On January 11, 1949, the trial of Howell was set to begin. Clifton had obtained a severance of trial. Mallard testified that her husband and their family turned off on a side road leading to their home and were stopped by a gang of “about twenty men, wearing white stuff and all carrying pistols.” She testified that she recognized Howell among the members of the mob, and also recognized Clifton’s automobile. During her testimony Mallard became hysterical and fell from the witness chair to the floor, kneeling with her hands in the air. She exclaimed, “It was so horrible! Why did they kill him? He was so good to us. . . . I’m so sick.”

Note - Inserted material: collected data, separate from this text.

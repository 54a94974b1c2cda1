//! Integration tests across storage, provider and HTTP layers.

mod provider_tests;
mod server_tests;
mod storage_tests;
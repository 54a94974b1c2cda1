//! packcalc - pack size calculator.
//!
//! Given the pack sizes on hand and an ordered item count, pick whole packs
//! that ship the fewest items and, among those, the fewest packs.

pub mod app;
pub mod cli;
pub mod config;
pub mod core;
pub mod error;
pub mod server;
pub mod storage;

pub use crate::core::{PackMap, calculate_packs};
pub use error::{PackError, Result};

/// Package version from Cargo.toml.
pub const VERSION: &str = env!("CARGO_PKG_VERSION");
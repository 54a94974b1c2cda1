//! Heuristic fallback properties.

use proptest::prelude::*;

use packcalc::core::{Method, SolveOptions, calculate_packs_with, heuristic};

fn arb_desc_sizes() -> impl Strategy<Value = Vec<u64>> {
    prop::collection::btree_set(1u64..=10_000, 1..=6)
        .prop_map(|set| set.into_iter().rev().collect())
}

proptest! {
    #[test]
    fn always_covers_the_order(sizes in arb_desc_sizes(), order in 1u64..=10_000_000) {
        let solution = heuristic::solve(&sizes, order);
        prop_assert!(solution.total_items >= order);
        for (size, count) in &solution.packs {
            prop_assert!(sizes.contains(size));
            prop_assert!(*count > 0);
        }
    }

    #[test]
    fn never_beats_exact(sizes in arb_desc_sizes(), order in 1u64..=20_000) {
        let signed: Vec<i64> = sizes.iter().map(|&size| size as i64).collect();
        let order = order as i64;
        let exact = calculate_packs_with(&signed, order, &SolveOptions::default()).unwrap();
        let bounded = calculate_packs_with(&signed, order, &SolveOptions::with_max_table_len(Some(1))).unwrap();

        prop_assert_eq!(exact.method, Method::Exact);
        prop_assert_eq!(bounded.method, Method::Heuristic);
        prop_assert!(bounded.total_items >= exact.total_items);
        if bounded.total_items == exact.total_items {
            prop_assert!(bounded.total_packs >= exact.total_packs);
        }
    }
}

Howell’s attorneys presented his defense through alibi, good-character testimony, and implied impeachment of Mallard. Howell testified that he spent the night with friends, and his friends corroborated this story. The defense sought to imply that Amy Mallard had a pistol that night. Defense lawyers further claimed that outside influences were trying to control the verdict.
Howell’s defense attorney, Thomas Ross Sharpe, employed a surprising legal maneuver during the trial when he called two jurors to serve as character witnesses in the case. The jurors testified that they would not believe, even under oath, the chief prosecution witness, Amy Mallard. The jurors also claimed that Amy Mallard had a “bad reputation.” The state prosecutor did not object to juror testimony, and the procedure was permissible at the time of Howell’s trial in 1949.

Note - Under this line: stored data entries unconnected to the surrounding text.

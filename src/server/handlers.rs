//! Request routing and JSON handlers.

use std::io::Cursor;

use serde::{Deserialize, Serialize};
use tiny_http::{Header, Response, StatusCode};
use tracing::{debug, error};

use super::{App, ui};
use crate::core::{PackMap, calculate_packs_with, calculate_packs_with_provider, save_pack_sizes};
use crate::error::{ErrorCode, PackError, Result};

const JSON: &str = "application/json";
const HTML: &str = "text/html; charset=utf-8";

/// A response ready to hand to the transport.
#[derive(Debug, Clone, PartialEq, Eq)]
pub struct Reply {
    pub status: u16,
    pub content_type: Option<&'static str>,
    pub body: String,
}

impl Reply {
    fn json<T: Serialize>(status: u16, value: &T) -> Self {
        match serde_json::to_string(value) {
            Ok(body) => Self {
                status,
                content_type: Some(JSON),
                body,
            },
            Err(err) => Self::error(&PackError::Json(err)),
        }
    }

    pub fn html(body: String) -> Self {
        Self {
            status: 200,
            content_type: Some(HTML),
            body,
        }
    }

    pub const fn no_content() -> Self {
        Self {
            status: 204,
            content_type: None,
            body: String::new(),
        }
    }

    pub fn not_found() -> Self {
        Self::json(
            404,
            &ErrorBody {
                error: "not found".to_string(),
                code: None,
            },
        )
    }

    pub fn payload_too_large(limit: u64) -> Self {
        Self::json(
            413,
            &ErrorBody {
                error: format!("request body too large (limit {limit} bytes)"),
                code: Some(ErrorCode::InvalidArgument),
            },
        )
    }

    pub fn bad_request(message: &str) -> Self {
        Self::json(
            400,
            &ErrorBody {
                error: message.to_string(),
                code: Some(ErrorCode::InvalidArgument),
            },
        )
    }

    /// 400 for caller mistakes, 500 for everything else.
    pub fn error(err: &PackError) -> Self {
        let code = err.code();
        let body = ErrorBody {
            error: err.to_string(),
            code: Some(code),
        };
        Self {
            status: code.http_status(),
            content_type: Some(JSON),
            body: serde_json::to_string(&body)
                .unwrap_or_else(|_| r#"{"error":"internal error"}"#.to_string()),
        }
    }

    pub fn into_response(self) -> Response<Cursor<Vec<u8>>> {
        let mut response =
            Response::from_data(self.body.into_bytes()).with_status_code(StatusCode(self.status));
        if let Some(content_type) = self.content_type
            && let Ok(header) = Header::from_bytes(&b"Content-Type"[..], content_type.as_bytes())
        {
            response.add_header(header);
        }
        response
    }
}

#[derive(Debug, Serialize)]
struct ErrorBody {
    error: String,
    #[serde(skip_serializing_if = "Option::is_none")]
    code: Option<ErrorCode>,
}

#[derive(Debug, Deserialize)]
struct CalculateRequestV1 {
    sizes: Vec<i64>,
    order: i64,
}

#[derive(Debug, Deserialize)]
struct CalculateRequest {
    order: i64,
}

#[derive(Debug, Deserialize)]
struct StoreSizesRequest {
    sizes: Vec<i64>,
}

#[derive(Debug, Serialize)]
struct PacksBody<'a> {
    packs: &'a PackMap,
}

#[derive(Debug, Serialize)]
struct PacksWithSizesBody<'a> {
    packs: &'a PackMap,
    sizes: &'a [i64],
}

#[derive(Debug, Serialize)]
struct SizesBody<'a> {
    sizes: &'a [i64],
}

/// Dispatch one request. `path` excludes the query string.
pub fn route(app: &App, method: &str, path: &str, body: &str) -> Reply {
    let result = match (method, path) {
        ("GET", "/") => index(app),
        ("POST", "/api/v1/calculate-packs") => calculate_v1(app, body),
        ("POST", "/api/v2/calculate-packs") => calculate(app, body),
        ("GET", "/api/v2/pack-sizes") => list_sizes(app),
        ("PUT" | "POST", "/api/v2/pack-sizes") => store_sizes(app, body),
        _ => return Reply::not_found(),
    };

    result.unwrap_or_else(|err| {
        let reply = Reply::error(&err);
        if reply.status >= 500 {
            error!(method, path, error = %err, "request failed");
        } else {
            debug!(method, path, error = %err, "request rejected");
        }
        reply
    })
}

fn index(app: &App) -> Result<Reply> {
    let mut sizes = app.provider().pack_sizes()?;
    sizes.sort_unstable();
    Ok(Reply::html(ui::render_index(&sizes, app.default_order())))
}

fn calculate_v1(app: &App, body: &str) -> Result<Reply> {
    let request: CalculateRequestV1 = serde_json::from_str(body)?;
    let solved = calculate_packs_with(&request.sizes, request.order, app.options())?;
    Ok(Reply::json(200, &PacksBody {
        packs: &solved.packs,
    }))
}

fn calculate(app: &App, body: &str) -> Result<Reply> {
    let request: CalculateRequest = serde_json::from_str(body)?;
    let (solved, sizes) = calculate_packs_with_provider(app.provider(), request.order, app.options())?;
    Ok(Reply::json(200, &PacksWithSizesBody {
        packs: &solved.packs,
        sizes: &sizes,
    }))
}

fn list_sizes(app: &App) -> Result<Reply> {
    let mut sizes = app.provider().pack_sizes()?;
    sizes.sort_unstable();
    Ok(Reply::json(200, &SizesBody { sizes: &sizes }))
}

fn store_sizes(app: &App, body: &str) -> Result<Reply> {
    let request: StoreSizesRequest = serde_json::from_str(body)?;
    save_pack_sizes(app.provider(), &request.sizes)?;
    Ok(Reply::no_content())
}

After only twenty-five minutes of deliberation, the jury acquitted Howell, and the courthouse crowd cheered in jubilation. The judge granted the county attorney’s motion to dismiss the indictment against Clifton, since the evidence against Clifton was weaker than that against Howell. After the trial, defense attorney Sharpe said of Goldwasser, “That roaring lion from Judea is a disgrace to the Jewish race. He wouldn’t even make catfish bait in the Altamaha River!”

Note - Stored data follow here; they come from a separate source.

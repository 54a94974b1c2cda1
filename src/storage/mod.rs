//! Storage layer for packcalc
//!
//! Pack sizes live in SQLite for the service and CLI; an in-memory store
//! backs stateless runs and tests.

pub mod memory;
pub mod migrations;
pub mod sqlite;

pub use memory::MemoryStore;
pub use sqlite::Database;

Those who were following the proceedings, including the Black press, NAACP officials, and Goldwasser, concluded that the trial was a farce. Thurgood Marshall proclaimed that the arrest, indictment, and trial were perfunctory motions for the sole purpose of averting federal action. Mallard’s attorney, Aaron Kravitz, stated publicly that he was “satisfied” with the result of the “over-publicized” case.
In 1949 the NAACP announced that Amy Mallard would make a tour under its auspices with her eighteen-year-old daughter, Doris Byron, and her two-year-old son, John, to promote the enactment of civil rights legislation, stimulate membership, and raise funds. Goldwasser traveled with Mallard during the tour in some of the larger cities. The tour began successfully. In Baltimore, Maryland, Mallard told the crowd of 2,800, “There’s no law in Georgia. Just dirty men. That trial wasn’t no trial. All-white jury; all-white lawyers; all-white everything.” She stated, “I’m going to spend the rest of my life fighting for democracy in America.” In Washington, D.C., 2,500 men and women jammed into a church to hear her speak. Goldwasser stated that, all told, the tour “enlightened many thousands of people.” After touring the East Coast, the NAACP cancelled the tour, citing a lack of funds.
On July 4, 1949, units of the Ku Klux Klan allegedly burned down the Mallard home in Lyons. Sheriff Gray was reported as saying, “It was just an accident. That woman hasn’t been back here to look after her property since she left.”
Indeed, Mallard and her son left Lyons for good, and relocated to Buffalo, New York. Little is known about the Mallards after this period.